March 24, 2020
As we are all aware, the last few weeks have been tumultuous in many ways. In particular, the stock market, after reaching all-time highs in the beginning of 2020, has undergone a dramatic reversal and at the moment is down close to thirty (30%) percent, with certain sectors down significantly more. While we do not have a crystal ball and cannot predict when the downward cycle will end, depressed asset values offer a unique opportunity to make substantial gifts at significantly reduced gift tax values.
Separately, the Tax Cuts and Jobs Act was passed into law in December 2017 and dramatically altered the federal estate, gift and generation-skipping transfer tax landscape. In particular, the estate, gift and generation-skipping transfer tax exemptions were significantly increased (currently being $11,580,000 per person). These increased exemptions are not permanent, however, are scheduled to sunset on December 31, 2025, and could, in fact, be scaled back even earlier if the Democrats take control in the upcoming election.
From a gift tax perspective, the increased exemption, coupled with depressed asset values, presents a rare opportunity to make significant gifts at reduced gift tax values. This is, therefore, an exceptional time to consider (i) making outright gifts, (ii) making gifts to "dynasty" trusts, and/or (iii) making gifts to grantor retained annuity trusts (GRATs).
While outright gifts are the fastest and easiest way to make gifts, such gifts are the least desirable because the gifted assets will be includible in the recipient's estate for estate tax purposes and will be available to the recipient's creditors.
In contrast, if gifts are made to a dynasty trust, the gifted assets, and any appreciation, will not be includible in the recipient's estate for estate tax purposes and will not be available to the recipient's creditors. In fact, if the dynasty trust is created in a jurisdiction that allows the trust to be perpetual (such as Delaware), and generation-skipping transfer tax exemption is allocated to the gift, the gifted property and all of the appreciation on such property will be removed from the estate and gift tax system forever.
While a dynasty trust can be an excellent estate planning tool, its utilization is limited in that one cannot gift more than his or her remaining gift tax exemption amount to the trust without incurring a gift tax. Alternatively, one may simply wish to transfer only future appreciation.

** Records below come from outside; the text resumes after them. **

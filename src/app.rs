//! Top-level run: clear the candles, join the network, fetch the schedule and
//! hand over to the scheduler. Fatal conditions end in the distress signal.

use chrono::Local;
use std::convert::Infallible;
use std::future::Future;
use std::time::Duration;
use tracing::{error, info, instrument};

use crate::audio::TunePlayer;
use crate::calendar::{
    default_search_year, CalendarMonth, FixedScheduleProvider, HebcalProvider, ScheduleProvider,
};
use crate::clock::Clock;
use crate::config::{Config, DisplayBackend};
use crate::device::{GpioMenorah, MuteSwitch};
use crate::display::{DisplaySink, LogDisplay};
use crate::schedule::{LightingSchedule, MAX_SLEEP};
use crate::scheduler::{LightingScheduler, RunReport, SignalSink};
use crate::setup::{run_setup, signal_distress, NetworkLink, RetryPolicy, TcpProbe};
use crate::tune::Tune;
use crate::{Error, Result};

/// Display selected by configuration
#[derive(Debug)]
pub enum MenorahDisplay {
    Gpio(GpioMenorah),
    Log(LogDisplay),
}

impl MenorahDisplay {
    /// Opens the configured display on the calling thread.
    ///
    /// Exporting GPIO lines blocks; use [`MenorahDisplay::open`] from async code.
    pub fn from_config(config: &Config) -> Result<Self> {
        Ok(match config.display.backend {
            DisplayBackend::Gpio => Self::Gpio(GpioMenorah::open(&config.display.pin_config())?),
            DisplayBackend::Log => Self::Log(LogDisplay::new()),
        })
    }

    /// Opens the configured display on the blocking thread pool
    pub async fn open(config: &Config) -> Result<Self> {
        let config = config.clone();
        tokio::task::spawn_blocking(move || Self::from_config(&config))
            .await
            .map_err(|e| Error::Display(format!("display setup task failed: {}", e)))?
    }
}

impl DisplaySink for MenorahDisplay {
    fn set_lit(&mut self, count: u8, shamash: bool) -> Result<()> {
        match self {
            MenorahDisplay::Gpio(display) => display.set_lit(count, shamash),
            MenorahDisplay::Log(display) => display.set_lit(count, shamash),
        }
    }
}

/// Schedule source selected by configuration
#[derive(Debug)]
pub enum CalendarSource {
    Hebcal(HebcalProvider),
    Fixed(FixedScheduleProvider),
}

impl CalendarSource {
    pub fn from_config(config: &Config) -> Result<Self> {
        let calendar = &config.calendar;
        if let Some(first_night) = calendar.first_night {
            return Ok(Self::Fixed(FixedScheduleProvider::daily(first_night)));
        }
        if calendar.zip_code.trim().is_empty() {
            return Err(Error::Config(
                "calendar.zip_code is required unless calendar.first_night is set".into(),
            ));
        }

        let year = calendar
            .year
            .unwrap_or_else(|| default_search_year(Local::now().date_naive()));
        Ok(Self::Hebcal(HebcalProvider::new(
            calendar.base_url.clone(),
            calendar.zip_code.trim(),
            CalendarMonth::new(year, calendar.start_month),
            calendar.max_month_expansions,
        )?))
    }

    /// Whether the schedule needs the network
    pub fn is_remote(&self) -> bool {
        matches!(self, CalendarSource::Hebcal(_))
    }
}

impl ScheduleProvider for CalendarSource {
    fn fetch_schedule(&mut self) -> impl Future<Output = Result<LightingSchedule>> + Send {
        async move {
            match self {
                CalendarSource::Hebcal(provider) => provider.fetch_schedule().await,
                CalendarSource::Fixed(provider) => provider.fetch_schedule().await,
            }
        }
    }
}

/// Builds the night signal, if enabled
pub fn signal_from_config(config: &Config) -> Result<Option<Box<dyn SignalSink>>> {
    let signal = &config.signal;
    if !signal.enabled {
        return Ok(None);
    }

    let tune = Tune::parse(&signal.tune)?;
    let mute = match signal.mute_pin {
        Some(pin) => MuteSwitch::gpio(&config.display.gpio_root, pin, signal.mute_active_low)?,
        None => MuteSwitch::Fixed(signal.muted),
    };
    let player = TunePlayer::new(tune, mute)
        .with_device(signal.output_device.clone())
        .with_waveform(signal.waveform);
    Ok(Some(Box::new(player)))
}

/// Settings of the top-level run
#[derive(Debug, Clone)]
pub struct RunSettings {
    pub config: Config,
    pub retry: RetryPolicy,
    pub loading_interval: Duration,
    pub distress_interval: Duration,
}

impl From<Config> for RunSettings {
    fn from(config: Config) -> Self {
        Self {
            retry: config.setup.retry_policy(),
            loading_interval: config.setup.loading_interval(),
            distress_interval: config.setup.distress_interval(),
            config,
        }
    }
}

/// The menorah with all of its collaborators
pub struct Menorah<C, D, P, L> {
    clock: C,
    display: D,
    provider: P,
    link: Option<L>,
    signal: Option<Box<dyn SignalSink>>,
    settings: RunSettings,
}

impl<C, D, P, L> Menorah<C, D, P, L>
where
    C: Clock + Clone,
    D: DisplaySink,
    P: ScheduleProvider,
    L: NetworkLink,
{
    /// Assembles a menorah. Without a `link`, network setup is skipped.
    pub fn new(
        clock: C,
        display: D,
        provider: P,
        link: Option<L>,
        signal: Option<Box<dyn SignalSink>>,
        settings: RunSettings,
    ) -> Self {
        Self {
            clock,
            display,
            provider,
            link,
            signal,
            settings,
        }
    }

    pub fn display_mut(&mut self) -> &mut D {
        &mut self.display
    }

    /// Runs one holiday, returning fatal conditions to the caller
    #[instrument(skip(self))]
    pub async fn run(&mut self) -> Result<RunReport> {
        self.display.clear()?;

        if let Some(link) = self.link.as_mut() {
            info!("Connecting to the network");
            run_setup(
                &mut self.display,
                link,
                self.settings.retry,
                self.settings.loading_interval,
            )
            .await?;
        }

        let schedule = self.provider.fetch_schedule().await?;
        for (night, lighting) in schedule.nights().iter().enumerate() {
            info!(
                "Night {}: {} until {}",
                night + 1,
                lighting,
                self.settings.config.off_time_policy.off_time(*lighting)
            );
        }

        let mut scheduler = LightingScheduler::builder(self.clock.clone(), &mut self.display)
            .burnout(self.settings.config.burnout_policy())
            .off_time_policy(self.settings.config.off_time_policy)
            .maybe_signal(self.signal.take())
            .build();
        scheduler.run(schedule).await
    }

    /// Runs one holiday; on a fatal condition, signals distress forever.
    ///
    /// Only display failures end the distress signal.
    pub async fn run_or_signal_distress(&mut self) -> Result<RunReport> {
        match self.run().await {
            Err(e @ (Error::ScheduleUnavailable(_) | Error::NetworkUnavailable { .. })) => {
                error!("{}", e);
                let cadence = self.settings.distress_interval;
                match signal_distress(&mut self.display, cadence).await {
                    Ok(never) => match never {},
                    Err(display_error) => Err(display_error),
                }
            }
            other => other,
        }
    }

    /// Sleeps forever in capped steps
    pub async fn idle(&self) -> Infallible {
        info!("Holiday over, idling");
        loop {
            self.clock.sleep(MAX_SLEEP).await;
        }
    }
}

/// Network link used by [`run_from_config`]
pub fn link_from_config(config: &Config) -> TcpProbe {
    TcpProbe::new(
        config.setup.probe_host.clone(),
        config.setup.probe_port,
        config.setup.probe_timeout(),
    )
}

/// Assembles the real menorah from configuration and runs it
pub async fn run_from_config<C: Clock + Clone>(clock: C, config: Config) -> Result<RunReport> {
    let display = MenorahDisplay::open(&config).await?;
    let provider = CalendarSource::from_config(&config)?;
    let link = provider.is_remote().then(|| link_from_config(&config));
    let signal = signal_from_config(&config)?;
    let idle_after_holiday = config.idle_after_holiday;

    let mut menorah = Menorah::new(clock, display, provider, link, signal, config.into());
    let report = menorah.run_or_signal_distress().await?;
    if idle_after_holiday {
        match menorah.idle().await {}
    }
    Ok(report)
}

#[cfg(test)]
mod tests {
    use super::*;

    #[tokio::test]
    async fn opens_log_display_off_the_runtime() {
        let mut config = Config::default();
        config.display.backend = DisplayBackend::Log;

        let display = MenorahDisplay::open(&config).await.unwrap();
        assert!(matches!(display, MenorahDisplay::Log(_)));
    }

    #[tokio::test]
    async fn gpio_open_failure_is_a_display_error() {
        let root = tempfile::tempdir().unwrap();
        let mut config = Config::default();
        config.display.gpio_root = root.path().join("missing");

        let result = MenorahDisplay::open(&config).await;
        assert!(matches!(result, Err(Error::Display(_))));
    }

    #[test]
    fn fixed_first_night_needs_no_network() {
        let mut config = Config::default();
        config.calendar.first_night =
            Some(chrono::DateTime::parse_from_rfc3339("2025-12-14T16:13:00-05:00").unwrap());
        let source = CalendarSource::from_config(&config).unwrap();
        assert!(!source.is_remote());
    }
}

In each such case, a GRAT will be a more desirable approach. By way of brief background, a GRAT is a statutorily sanctioned trust whereby one transfers property in trust and retains the right to receive a series of payments for a predetermined period of years. The remaining property left in the GRAT after the annuity term (i.e., all appreciation in excess of the "§7520 Rate" or "hurdle" rate, which will be a mere 1.2% beginning on April 1), will pass to the beneficiaries at no appreciable gift tax cost.
Most commonly, a GRAT is "zeroed-out" for gift tax purposes because the remainder interest (the gift amount) is valued at zero for gift tax purposes; thus, no gift tax is payable and no gift tax exemption is used in connection with the funding of the GRAT. Of course, to the extent that the investment return exceeds the §7520 Rate, the excess will remain in the GRAT after all annuity payments are made, thereby effecting a tax-free gift.
Finally, and quite separate and apart from the above, this is also an opportune time to ensure that your larger estate plan remains in order. In particular, we suggest that you consider any changes that have occurred since you last addressed your estate plan and that you ask yourself whether the individuals that you have appointed to serve as your executor, as your trustee, as your minor child's guardian, etc., remain appropriate for those roles. We firmly believe that the peace of mind that will come from knowing that your estate plan is in order will contribute to a healthy mental state in these otherwise uncertain times.
Please let us know if we can help in any way, please wash your hands and please stay safe.